§ **Exercise description**:
Write the entries below out again without a single difference.

§ **Stored items**:
------------------------------
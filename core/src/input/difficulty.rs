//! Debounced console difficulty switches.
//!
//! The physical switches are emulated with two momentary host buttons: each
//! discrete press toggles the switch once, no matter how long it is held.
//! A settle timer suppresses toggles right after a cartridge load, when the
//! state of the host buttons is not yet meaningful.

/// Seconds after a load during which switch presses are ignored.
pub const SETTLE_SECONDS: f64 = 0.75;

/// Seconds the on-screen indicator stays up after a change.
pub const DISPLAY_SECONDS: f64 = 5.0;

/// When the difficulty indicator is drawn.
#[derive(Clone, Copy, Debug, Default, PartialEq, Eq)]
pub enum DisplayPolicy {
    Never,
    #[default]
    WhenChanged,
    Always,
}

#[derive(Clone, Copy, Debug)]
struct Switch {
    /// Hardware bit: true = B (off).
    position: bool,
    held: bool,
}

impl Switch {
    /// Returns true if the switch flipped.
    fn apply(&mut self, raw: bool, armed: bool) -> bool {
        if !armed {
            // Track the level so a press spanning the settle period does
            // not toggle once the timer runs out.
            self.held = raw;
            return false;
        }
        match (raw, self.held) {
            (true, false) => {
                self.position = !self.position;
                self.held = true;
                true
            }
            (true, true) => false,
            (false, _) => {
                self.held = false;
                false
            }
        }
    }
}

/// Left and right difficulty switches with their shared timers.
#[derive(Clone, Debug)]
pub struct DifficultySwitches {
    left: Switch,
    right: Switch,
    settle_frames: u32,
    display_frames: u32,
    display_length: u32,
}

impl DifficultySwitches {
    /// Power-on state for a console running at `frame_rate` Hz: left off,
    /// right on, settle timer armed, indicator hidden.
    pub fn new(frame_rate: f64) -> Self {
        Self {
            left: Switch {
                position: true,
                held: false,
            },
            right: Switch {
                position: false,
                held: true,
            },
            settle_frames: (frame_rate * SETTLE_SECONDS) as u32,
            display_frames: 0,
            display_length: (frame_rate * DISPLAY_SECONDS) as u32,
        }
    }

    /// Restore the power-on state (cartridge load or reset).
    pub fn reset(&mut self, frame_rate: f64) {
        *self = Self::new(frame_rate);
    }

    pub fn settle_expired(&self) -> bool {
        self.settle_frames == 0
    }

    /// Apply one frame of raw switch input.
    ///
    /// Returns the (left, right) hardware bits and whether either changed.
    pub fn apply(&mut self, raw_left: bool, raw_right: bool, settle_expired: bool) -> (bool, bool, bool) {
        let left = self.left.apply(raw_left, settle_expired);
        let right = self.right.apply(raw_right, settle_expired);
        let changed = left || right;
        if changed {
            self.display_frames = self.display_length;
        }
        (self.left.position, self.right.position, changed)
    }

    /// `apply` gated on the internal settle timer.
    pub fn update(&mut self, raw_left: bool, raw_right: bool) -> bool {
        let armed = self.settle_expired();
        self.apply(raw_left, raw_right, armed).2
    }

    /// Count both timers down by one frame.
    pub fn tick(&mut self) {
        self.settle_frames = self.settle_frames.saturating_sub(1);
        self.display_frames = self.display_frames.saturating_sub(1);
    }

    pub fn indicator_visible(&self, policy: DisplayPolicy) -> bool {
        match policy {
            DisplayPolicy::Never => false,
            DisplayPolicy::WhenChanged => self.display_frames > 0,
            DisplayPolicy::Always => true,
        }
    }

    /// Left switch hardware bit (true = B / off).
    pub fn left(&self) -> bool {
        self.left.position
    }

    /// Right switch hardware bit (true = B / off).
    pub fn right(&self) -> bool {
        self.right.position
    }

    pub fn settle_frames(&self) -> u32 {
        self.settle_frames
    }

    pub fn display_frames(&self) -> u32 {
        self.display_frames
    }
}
------------------------------
§ **Solution for this task**:
filename core/src/input/difficulty.rs
//! Debounced console difficulty switches.
//!
//! The physical switches are emulated with two momentary host buttons: each
//! discrete press toggles the switch once, no matter how long it is held.
//! A settle timer suppresses toggles right after a cartridge load, when the
//! state of the host buttons is not yet meaningful.

/// Seconds after a load during which switch presses are ignored.
pub const SETTLE_SECONDS: f64 = 0.75;

/// Seconds the on-screen indicator stays up after a change.
pub const DISPLAY_SECONDS: f64 = 5.0;

/// When the difficulty indicator is drawn.
#[derive(Clone, Copy, Debug, Default, PartialEq, Eq)]
pub enum DisplayPolicy {
    Never,
    #[default]
    WhenChanged,
    Always,
}

#[derive(Clone, Copy, Debug)]
struct Switch {
    /// Hardware bit: true = B (off).
    position: bool,
    held: bool,
}

impl Switch {
    /// Returns true if the switch flipped.
    fn apply(&mut self, raw: bool, armed: bool) -> bool {
        if !armed {
            // Track the level so a press spanning the settle period does
            // not toggle once the timer runs out.
            self.held = raw;
            return false;
        }
        match (raw, self.held) {
            (true, false) => {
                self.position = !self.position;
                self.held = true;
                true
            }
            (true, true) => false,
            (false, _) => {
                self.held = false;
                false
            }
        }
    }
}

/// Left and right difficulty switches with their shared timers.
#[derive(Clone, Debug)]
pub struct DifficultySwitches {
    left: Switch,
    right: Switch,
    settle_frames: u32,
    display_frames: u32,
    display_length: u32,
}

impl DifficultySwitches {
    /// Power-on state for a console running at `frame_rate` Hz: left off,
    /// right on, settle timer armed, indicator hidden.
    pub fn new(frame_rate: f64) -> Self {
        Self {
            left: Switch {
                position: true,
                held: false,
            },
            right: Switch {
                position: false,
                held: true,
            },
            settle_frames: (frame_rate * SETTLE_SECONDS) as u32,
            display_frames: 0,
            display_length: (frame_rate * DISPLAY_SECONDS) as u32,
        }
    }

    /// Restore the power-on state (cartridge load or reset).
    pub fn reset(&mut self, frame_rate: f64) {
        *self = Self::new(frame_rate);
    }

    pub fn settle_expired(&self) -> bool {
        self.settle_frames == 0
    }

    /// Apply one frame of raw switch input.
    ///
    /// Returns the (left, right) hardware bits and whether either changed.
    pub fn apply(&mut self, raw_left: bool, raw_right: bool, settle_expired: bool) -> (bool, bool, bool) {
        let left = self.left.apply(raw_left, settle_expired);
        let right = self.right.apply(raw_right, settle_expired);
        let changed = left || right;
        if changed {
            self.display_frames = self.display_length;
        }
        (self.left.position, self.right.position, changed)
    }

    /// `apply` gated on the internal settle timer.
    pub fn update(&mut self, raw_left: bool, raw_right: bool) -> bool {
        let armed = self.settle_expired();
        self.apply(raw_left, raw_right, armed).2
    }

    /// Count both timers down by one frame.
    pub fn tick(&mut self) {
        self.settle_frames = self.settle_frames.saturating_sub(1);
        self.display_frames = self.display_frames.saturating_sub(1);
    }

    pub fn indicator_visible(&self, policy: DisplayPolicy) -> bool {
        match policy {
            DisplayPolicy::Never => false,
            DisplayPolicy::WhenChanged => self.display_frames > 0,
            DisplayPolicy::Always => true,
        }
    }

    /// Left switch hardware bit (true = B / off).
    pub fn left(&self) -> bool {
        self.left.position
    }

    /// Right switch hardware bit (true = B / off).
    pub fn right(&self) -> bool {
        self.right.position
    }

    pub fn settle_frames(&self) -> u32 {
        self.settle_frames
    }

    pub fn display_frames(&self) -> u32 {
        self.display_frames
    }
}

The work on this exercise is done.